[Goal of the exercise] Copy out the entries that come next, exactly.

------ Extracted entries ------

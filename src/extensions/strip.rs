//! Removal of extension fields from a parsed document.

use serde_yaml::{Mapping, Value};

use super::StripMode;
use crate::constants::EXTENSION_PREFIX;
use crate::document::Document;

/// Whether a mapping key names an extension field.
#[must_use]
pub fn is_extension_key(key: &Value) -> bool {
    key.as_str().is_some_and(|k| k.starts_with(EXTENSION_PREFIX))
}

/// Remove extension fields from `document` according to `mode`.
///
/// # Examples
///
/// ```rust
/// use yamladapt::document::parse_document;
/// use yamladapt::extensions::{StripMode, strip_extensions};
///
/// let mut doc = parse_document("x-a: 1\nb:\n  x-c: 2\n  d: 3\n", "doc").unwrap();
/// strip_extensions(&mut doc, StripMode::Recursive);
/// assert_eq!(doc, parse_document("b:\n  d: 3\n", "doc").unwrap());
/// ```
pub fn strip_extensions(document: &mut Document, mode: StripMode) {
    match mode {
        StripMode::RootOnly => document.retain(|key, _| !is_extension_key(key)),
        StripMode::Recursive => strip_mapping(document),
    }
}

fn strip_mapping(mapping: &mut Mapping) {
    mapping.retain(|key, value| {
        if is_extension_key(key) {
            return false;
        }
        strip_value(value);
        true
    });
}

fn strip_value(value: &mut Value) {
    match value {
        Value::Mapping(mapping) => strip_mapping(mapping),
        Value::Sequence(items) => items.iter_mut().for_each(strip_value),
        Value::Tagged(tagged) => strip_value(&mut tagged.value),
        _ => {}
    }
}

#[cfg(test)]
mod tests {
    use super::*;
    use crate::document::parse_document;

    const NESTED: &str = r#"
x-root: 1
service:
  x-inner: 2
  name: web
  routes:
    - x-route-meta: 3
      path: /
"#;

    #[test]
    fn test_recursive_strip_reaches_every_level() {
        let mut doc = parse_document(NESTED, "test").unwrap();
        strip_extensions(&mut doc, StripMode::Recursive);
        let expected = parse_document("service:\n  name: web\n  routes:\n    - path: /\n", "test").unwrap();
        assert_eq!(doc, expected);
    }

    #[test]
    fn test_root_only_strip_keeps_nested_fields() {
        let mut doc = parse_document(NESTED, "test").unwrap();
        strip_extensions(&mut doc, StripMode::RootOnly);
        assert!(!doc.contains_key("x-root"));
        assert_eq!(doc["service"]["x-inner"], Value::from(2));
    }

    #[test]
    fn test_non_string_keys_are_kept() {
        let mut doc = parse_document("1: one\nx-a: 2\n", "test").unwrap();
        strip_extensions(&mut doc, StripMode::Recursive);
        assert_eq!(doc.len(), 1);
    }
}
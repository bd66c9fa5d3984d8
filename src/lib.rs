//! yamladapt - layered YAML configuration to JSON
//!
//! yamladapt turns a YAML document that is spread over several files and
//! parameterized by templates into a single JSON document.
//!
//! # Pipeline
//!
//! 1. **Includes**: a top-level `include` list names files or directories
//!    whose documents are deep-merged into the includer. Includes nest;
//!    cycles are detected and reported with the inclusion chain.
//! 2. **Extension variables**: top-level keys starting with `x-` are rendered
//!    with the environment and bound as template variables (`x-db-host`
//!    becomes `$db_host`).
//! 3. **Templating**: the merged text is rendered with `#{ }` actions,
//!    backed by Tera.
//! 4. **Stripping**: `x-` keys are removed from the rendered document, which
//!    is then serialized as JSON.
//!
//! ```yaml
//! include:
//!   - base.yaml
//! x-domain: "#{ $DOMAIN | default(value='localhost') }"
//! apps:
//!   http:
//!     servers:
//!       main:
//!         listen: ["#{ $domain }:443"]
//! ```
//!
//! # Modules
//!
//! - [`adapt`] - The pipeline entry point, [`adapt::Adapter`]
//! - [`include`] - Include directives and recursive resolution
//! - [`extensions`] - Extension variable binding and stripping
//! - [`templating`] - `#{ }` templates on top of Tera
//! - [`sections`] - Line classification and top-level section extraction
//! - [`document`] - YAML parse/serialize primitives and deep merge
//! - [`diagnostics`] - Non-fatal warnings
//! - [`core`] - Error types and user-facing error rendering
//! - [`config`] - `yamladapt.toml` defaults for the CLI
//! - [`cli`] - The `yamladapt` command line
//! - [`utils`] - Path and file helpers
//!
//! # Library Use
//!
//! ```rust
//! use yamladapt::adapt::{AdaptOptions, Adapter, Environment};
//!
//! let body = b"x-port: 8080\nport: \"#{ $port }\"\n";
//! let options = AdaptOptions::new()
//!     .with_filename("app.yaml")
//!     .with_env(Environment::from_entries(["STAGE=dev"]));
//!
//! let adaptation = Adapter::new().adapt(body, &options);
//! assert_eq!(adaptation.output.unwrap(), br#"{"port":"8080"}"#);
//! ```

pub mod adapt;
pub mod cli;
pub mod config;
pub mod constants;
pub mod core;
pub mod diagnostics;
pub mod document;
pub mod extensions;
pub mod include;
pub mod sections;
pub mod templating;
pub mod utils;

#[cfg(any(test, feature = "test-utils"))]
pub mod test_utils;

------

[Exercise response]
filename src/extensions/strip.rs
//! Removal of extension fields from a parsed document.

use serde_yaml::{Mapping, Value};

use super::StripMode;
use crate::constants::EXTENSION_PREFIX;
use crate::document::Document;

/// Whether a mapping key names an extension field.
#[must_use]
pub fn is_extension_key(key: &Value) -> bool {
    key.as_str().is_some_and(|k| k.starts_with(EXTENSION_PREFIX))
}

/// Remove extension fields from `document` according to `mode`.
///
/// # Examples
///
/// ```rust
/// use yamladapt::document::parse_document;
/// use yamladapt::extensions::{StripMode, strip_extensions};
///
/// let mut doc = parse_document("x-a: 1\nb:\n  x-c: 2\n  d: 3\n", "doc").unwrap();
/// strip_extensions(&mut doc, StripMode::Recursive);
/// assert_eq!(doc, parse_document("b:\n  d: 3\n", "doc").unwrap());
/// ```
pub fn strip_extensions(document: &mut Document, mode: StripMode) {
    match mode {
        StripMode::RootOnly => document.retain(|key, _| !is_extension_key(key)),
        StripMode::Recursive => strip_mapping(document),
    }
}

fn strip_mapping(mapping: &mut Mapping) {
    mapping.retain(|key, value| {
        if is_extension_key(key) {
            return false;
        }
        strip_value(value);
        true
    });
}

fn strip_value(value: &mut Value) {
    match value {
        Value::Mapping(mapping) => strip_mapping(mapping),
        Value::Sequence(items) => items.iter_mut().for_each(strip_value),
        Value::Tagged(tagged) => strip_value(&mut tagged.value),
        _ => {}
    }
}

#[cfg(test)]
mod tests {
    use super::*;
    use crate::document::parse_document;

    const NESTED: &str = r#"
x-root: 1
service:
  x-inner: 2
  name: web
  routes:
    - x-route-meta: 3
      path: /
"#;

    #[test]
    fn test_recursive_strip_reaches_every_level() {
        let mut doc = parse_document(NESTED, "test").unwrap();
        strip_extensions(&mut doc, StripMode::Recursive);
        let expected = parse_document("service:\n  name: web\n  routes:\n    - path: /\n", "test").unwrap();
        assert_eq!(doc, expected);
    }

    #[test]
    fn test_root_only_strip_keeps_nested_fields() {
        let mut doc = parse_document(NESTED, "test").unwrap();
        strip_extensions(&mut doc, StripMode::RootOnly);
        assert!(!doc.contains_key("x-root"));
        assert_eq!(doc["service"]["x-inner"], Value::from(2));
    }

    #[test]
    fn test_non_string_keys_are_kept() {
        let mut doc = parse_document("1: one\nx-a: 2\n", "test").unwrap();
        strip_extensions(&mut doc, StripMode::Recursive);
        assert_eq!(doc.len(), 1);
    }
}
repository bd66c9fa5d3984d8
filename src/lib.rs
//! yamladapt - layered YAML configuration to JSON
//!
//! yamladapt turns a YAML document that is spread over several files and
//! parameterized by templates into a single JSON document.
//!
//! # Pipeline
//!
//! 1. **Includes**: a top-level `include` list names files or directories
//!    whose documents are deep-merged into the includer. Includes nest;
//!    cycles are detected and reported with the inclusion chain.
//! 2. **Extension variables**: top-level keys starting with `x-` are rendered
//!    with the environment and bound as template variables (`x-db-host`
//!    becomes `$db_host`).
//! 3. **Templating**: the merged text is rendered with `#{ }` actions,
//!    backed by Tera.
//! 4. **Stripping**: `x-` keys are removed from the rendered document, which
//!    is then serialized as JSON.
//!
//! ```yaml
//! include:
//!   - base.yaml
//! x-domain: "#{ $DOMAIN | default(value='localhost') }"
//! apps:
//!   http:
//!     servers:
//!       main:
//!         listen: ["#{ $domain }:443"]
//! ```
//!
//! # Modules
//!
//! - [`adapt`] - The pipeline entry point, [`adapt::Adapter`]
//! - [`include`] - Include directives and recursive resolution
//! - [`extensions`] - Extension variable binding and stripping
//! - [`templating`] - `#{ }` templates on top of Tera
//! - [`sections`] - Line classification and top-level section extraction
//! - [`document`] - YAML parse/serialize primitives and deep merge
//! - [`diagnostics`] - Non-fatal warnings
//! - [`core`] - Error types and user-facing error rendering
//! - [`config`] - `yamladapt.toml` defaults for the CLI
//! - [`cli`] - The `yamladapt` command line
//! - [`utils`] - Path and file helpers
//!
//! # Library Use
//!
//! ```rust
//! use yamladapt::adapt::{AdaptOptions, Adapter, Environment};
//!
//! let body = b"x-port: 8080\nport: \"#{ $port }\"\n";
//! let options = AdaptOptions::new()
//!     .with_filename("app.yaml")
//!     .with_env(Environment::from_entries(["STAGE=dev"]));
//!
//! let adaptation = Adapter::new().adapt(body, &options);
//! assert_eq!(adaptation.output.unwrap(), br#"{"port":"8080"}"#);
//! ```

pub mod adapt;
pub mod cli;
pub mod config;
pub mod constants;
pub mod core;
pub mod diagnostics;
pub mod document;
pub mod extensions;
pub mod include;
pub mod sections;
pub mod templating;
pub mod utils;

#[cfg(any(test, feature = "test-utils"))]
pub mod test_utils;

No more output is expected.